Margot Borgström wrote lyrics in Swedish, as Wizex recorded the song on the 1979 album Some Girls & Trouble Boys. Released under Kikki Danielsson's name, the song became a Svensktoppen hit for 10 weeks between 25 November 1979 – 10 February 1980, even topping the chart for one week. Liz Mitchell later released a version on the album No One Will Force You titled "Mandela" with the lyrics altered to describe the life of Nelson Mandela, who was still in prison at the time.

=="Gotta Go Home"==
"Gotta Go Home" was re-written from a German single "Hallo Bimmelbahn" (1973) by Nighttrain with the brothers Heinz and Jürgen Huth, both also credited as co-writers on Boney M.'s version. Boney M. first promoted it in a few TV shows in its early version "Going Back Home". Several single versions featured a 4:40 version (timing on label 4:22), a slightly remixed edit of the full 5:04 version, and longer than the 3:45 album edit. Later single pressings featured a 4:00 edit, which is the same as the album edit but with the "going back home.." break slightly extended.

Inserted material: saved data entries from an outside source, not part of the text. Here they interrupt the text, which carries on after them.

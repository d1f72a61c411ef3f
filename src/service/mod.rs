//! The Driver Contract.
//!
//! One trait per resource domain. A provider driver implements the domains it
//! supports; the rest are filled by [`Unsupported`], so every [`Client`]
//! answers every operation, either with data or with
//! [`ScmError::NotSupported`].
//!
//! Only canonical [`model`](crate::model) types cross this boundary.
//!
//! [`Client`]: crate::Client

mod unsupported;


use std::collections::HashMap;

use async_trait::async_trait;
use http::HeaderMap;

use crate::ScmError;
use crate::model::{
    App, Driver, Hook, HookInput, Installation, InstallationToken, InstallationTokenOptions,
    ListOptions, Perm, RepoListOptions, Repository, Status, StatusInput, Webhook,
};
use crate::transport::{AuthContext, Response};

pub use unsupported::Unsupported;

/// Repository operations.
///
/// `repo` is always the provider's full repository name, e.g. `owner/name`.
#[async_trait]
pub trait RepositoryService: Send + Sync {
    /// Returns a repository by name.
    async fn find(
        &self,
        auth: Option<&AuthContext>,
        repo: &str,
    ) -> Result<(Repository, Response), ScmError>;

    /// Returns a repository webhook by id.
    async fn find_hook(
        &self,
        auth: Option<&AuthContext>,
        repo: &str,
        id: &str,
    ) -> Result<(Hook, Response), ScmError>;

    /// Returns the authenticated user's permissions on a repository.
    async fn find_perms(
        &self,
        auth: Option<&AuthContext>,
        repo: &str,
    ) -> Result<(Perm, Response), ScmError>;

    /// Lists repositories of the authenticated user.
    async fn list(
        &self,
        auth: Option<&AuthContext>,
        opts: &ListOptions,
    ) -> Result<(Vec<Repository>, Response), ScmError>;

    /// Searches repositories by name, optionally within one user's account.
    async fn list_v2(
        &self,
        auth: Option<&AuthContext>,
        opts: &RepoListOptions,
    ) -> Result<(Vec<Repository>, Response), ScmError>;

    /// Lists the repositories of a namespace.
    async fn list_namespace(
        &self,
        auth: Option<&AuthContext>,
        namespace: &str,
        opts: &ListOptions,
    ) -> Result<(Vec<Repository>, Response), ScmError>;

    /// Lists the repositories of an organization.
    async fn list2(
        &self,
        auth: Option<&AuthContext>,
        namespace: &str,
        opts: &ListOptions,
    ) -> Result<(Vec<Repository>, Response), ScmError>;

    /// Returns each language's share of the repository, in percent.
    async fn list_repo_languages(
        &self,
        auth: Option<&AuthContext>,
        repo: &str,
    ) -> Result<(HashMap<String, f64>, Response), ScmError>;

    /// Lists repository webhooks.
    async fn list_hooks(
        &self,
        auth: Option<&AuthContext>,
        repo: &str,
        opts: &ListOptions,
    ) -> Result<(Vec<Hook>, Response), ScmError>;

    /// Lists the commit statuses of a ref.
    async fn list_status(
        &self,
        auth: Option<&AuthContext>,
        repo: &str,
        reference: &str,
        opts: &ListOptions,
    ) -> Result<(Vec<Status>, Response), ScmError>;

    /// Registers a repository webhook.
    async fn create_hook(
        &self,
        auth: Option<&AuthContext>,
        repo: &str,
        input: &HookInput,
    ) -> Result<(Hook, Response), ScmError>;

    /// Creates a commit status.
    async fn create_status(
        &self,
        auth: Option<&AuthContext>,
        repo: &str,
        reference: &str,
        input: &StatusInput,
    ) -> Result<(Status, Response), ScmError>;

    /// Replaces a repository webhook's configuration.
    async fn update_hook(
        &self,
        auth: Option<&AuthContext>,
        repo: &str,
        id: &str,
        input: &HookInput,
    ) -> Result<(Hook, Response), ScmError>;

    /// Deletes a repository webhook.
    async fn delete_hook(
        &self,
        auth: Option<&AuthContext>,
        repo: &str,
        id: &str,
    ) -> Result<Response, ScmError>;
}

/// App and installation operations.
#[async_trait]
pub trait AppsService: Send + Sync {
    /// Returns an app by slug; an empty slug returns the authenticated app.
    async fn get(
        &self,
        auth: Option<&AuthContext>,
        slug: &str,
    ) -> Result<(App, Response), ScmError>;

    /// Lists the installations of the authenticated app.
    async fn list_installations(
        &self,
        auth: Option<&AuthContext>,
        opts: &ListOptions,
    ) -> Result<(Vec<Installation>, Response), ScmError>;

    async fn get_installation(
        &self,
        auth: Option<&AuthContext>,
        id: i64,
    ) -> Result<(Installation, Response), ScmError>;

    /// Lists installations accessible to the authenticated user.
    async fn list_user_installations(
        &self,
        auth: Option<&AuthContext>,
        opts: &ListOptions,
    ) -> Result<(Vec<Installation>, Response), ScmError>;

    async fn suspend_installation(
        &self,
        auth: Option<&AuthContext>,
        id: i64,
    ) -> Result<Response, ScmError>;

    async fn unsuspend_installation(
        &self,
        auth: Option<&AuthContext>,
        id: i64,
    ) -> Result<Response, ScmError>;

    async fn delete_installation(
        &self,
        auth: Option<&AuthContext>,
        id: i64,
    ) -> Result<Response, ScmError>;

    /// Creates an installation access token, optionally restricted by `opts`.
    async fn create_installation_token(
        &self,
        auth: Option<&AuthContext>,
        id: i64,
        opts: Option<&InstallationTokenOptions>,
    ) -> Result<(InstallationToken, Response), ScmError>;

    async fn find_organization_installation(
        &self,
        auth: Option<&AuthContext>,
        org: &str,
    ) -> Result<(Installation, Response), ScmError>;

    async fn find_repository_installation(
        &self,
        auth: Option<&AuthContext>,
        owner: &str,
        repo: &str,
    ) -> Result<(Installation, Response), ScmError>;

    async fn find_repository_installation_by_id(
        &self,
        auth: Option<&AuthContext>,
        id: i64,
    ) -> Result<(Installation, Response), ScmError>;

    async fn find_user_installation(
        &self,
        auth: Option<&AuthContext>,
        user: &str,
    ) -> Result<(Installation, Response), ScmError>;
}

/// Inbound webhook normalization.
///
/// Parsing is a pure function of the request and the resolver; it performs
/// no I/O and shares no state.
pub trait WebhookService: Send + Sync {
    /// Classifies, verifies and decodes one webhook delivery.
    ///
    /// Only the first [`MAX_PAYLOAD_BYTES`] of the body are looked at, but
    /// the body is already in memory by then. Callers buffering untrusted
    /// input should read it through [`read_capped`].
    ///
    /// [`MAX_PAYLOAD_BYTES`]: crate::webhook::MAX_PAYLOAD_BYTES
    /// [`read_capped`]: crate::webhook::read_capped
    ///
    /// # Errors
    ///
    /// - [`ScmError::UnknownEvent`] if the discriminator is missing or not handled
    /// - [`ScmError::SignatureMismatch`] if a secret was resolved and the signature is wrong
    /// - [`ScmError::Decode`] if a known event's body is malformed
    /// - [`ScmError::NotSupported`] if the provider has no webhook support
    fn parse(
        &self,
        request: &http::Request<Vec<u8>>,
        resolver: Option<&dyn SecretResolver>,
    ) -> Result<Webhook, ScmError>;
}

/// What a [`SecretResolver`] is told about a delivery.
#[derive(Debug, Clone, Copy)]
pub struct SecretRequest<'a> {
    /// Provider that sent the delivery.
    pub driver: Driver,
    /// Raw event discriminator.
    pub event: &'a str,
    /// Delivery headers.
    pub headers: &'a HeaderMap,
}

/// Supplies the shared secret used to verify a webhook signature.
///
/// Returning `None` skips verification for that delivery.
pub trait SecretResolver: Send + Sync {
    fn secret(&self, request: &SecretRequest<'_>) -> Option<String>;
}

/// A resolver that returns the same secret for every delivery.
///
/// An empty secret declines verification.
#[derive(Clone)]
pub struct StaticSecret(String);

impl StaticSecret {
    #[must_use]
    pub fn new(secret: impl Into<String>) -> Self {
        Self(secret.into())
    }
}

impl std::fmt::Debug for StaticSecret {
    fn fmt(&self, f: &mut std::fmt::Formatter<'_>) -> std::fmt::Result {
        f.debug_tuple("StaticSecret").field(&"<redacted>").finish()
    }
}

impl SecretResolver for StaticSecret {
    fn secret(&self, _request: &SecretRequest<'_>) -> Option<String> {
        (!self.0.is_empty()).then(|| self.0.clone())
    }
}

impl<F> SecretResolver for F
where
    F: Fn(&SecretRequest<'_>) -> Option<String> + Send + Sync,
{
    fn secret(&self, request: &SecretRequest<'_>) -> Option<String> {
        self(request)
    }
}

"Gotta Go Home" was issued as an A-side in Canada, and was a Top 40 hit on the RPM Magazine charts there, peaking at number 35 in November 1979.

==Releases==
===7" single===
- "El Lute" (Frank Farian, Hans Blum, Fred Jay) – 5:10 / "Gotta Go Home" (12" version edit) (Farian, Huth, Huth, Jay) – 4:35 (Hansa 100 804-100, Germany)
- "El Lute" (Frank Farian, Hans Blum, Fred Jay) – 5:10 / "Gotta Go Home" (extended LP mix) (Farian, Huth, Huth, Jay) – 4:00 (Hansa 100 804-100, Germany)
- "Gotta Go Home" – 4:00 / "El Lute" – 5:10 (Atlantic K 11351, UK)
- "Gotta Go Home" – 4:00 / "El Lute" – 5:10 (Atlantic P-481, Japan)

===12" single===
- "Gotta Go Home" – 5:04 / "El Lute" – 5:09 (Hansa 600 081-213, Germany)
- "Gotta Go Home" – 5:04 / "El Lute" – 5:09 (Hansa 600 081-213, Germany) – clear vinyl

==Charts==

===Weekly charts===

| Chart (1979–1980) | Peak position |
|---|---|
| Argentina | 4 |
| Australia (Kent Music Report) | 44 |
| Belgium (Ultratop 50 Flanders) | 2 |
| Canada Top Singles (RPM) | 35 |
| Europe (Eurochart Hot 100) | 1 |
| Finland (Suomen Virallinen) | 2 |
| France (IFOP) | 5 |
| Ireland (IRMA) | 11 |
| Netherlands (Dutch Top 40) | 2 |
| Netherlands (Single Top 100) | 2 |
| New Zealand (Recorded Music NZ) | 42 |
| Norway (VG-lista) | 4 |
| Portugal (Música & Som) | 2 |
| South Africa (Springbok Radio) | 2 |
| Spain (AFE) | 5 |
| UK Singles (Official Charts) | 12 |
| West Germany (GfK) | 1 |

===Year-end charts===

| Chart (1979) | Rank |
|---|---|
| Austria (Ö3 Austria Top 40) | 5 |
| Belgium (Ultratop 50 Flanders) | 16 |
| France (IFOP) | 16 |
| Netherlands (Dutch Top 40) | 15 |
| Netherlands (Single Top 100) | 27 |
| Switzerland (Schweizer Hitparade) | 8 |
| West Germany (Official German Charts) | 14 |

==Certifications==

| Region | Certification | Certified units/sales |
| Germany (BVMI) | Gold | 500,000^{^} |
| Netherlands (NVPI) | Gold | 100,000^{^} |
| United Kingdom (BPI) | Silver | 250,000^{^} |
^{^} Shipments figures based on certification alone.

== Covers ==
In 2010, "Gotta Go Home" was sampled on the Duck Sauce dance hit "Barbra Streisand".

The song was sampled by Vietnamese rapper named Antoneus Maximus (Long Mộng Gà) and Phương Vy - female singer for their 2014 single "On and On".

In 2014, the song was sampled for a Mercedes-Benz commercial featuring Mario that aired in Japan.

On 8 November 2023, Finnish folk metal band Korpiklaani released a cover of "Gotta Go Home".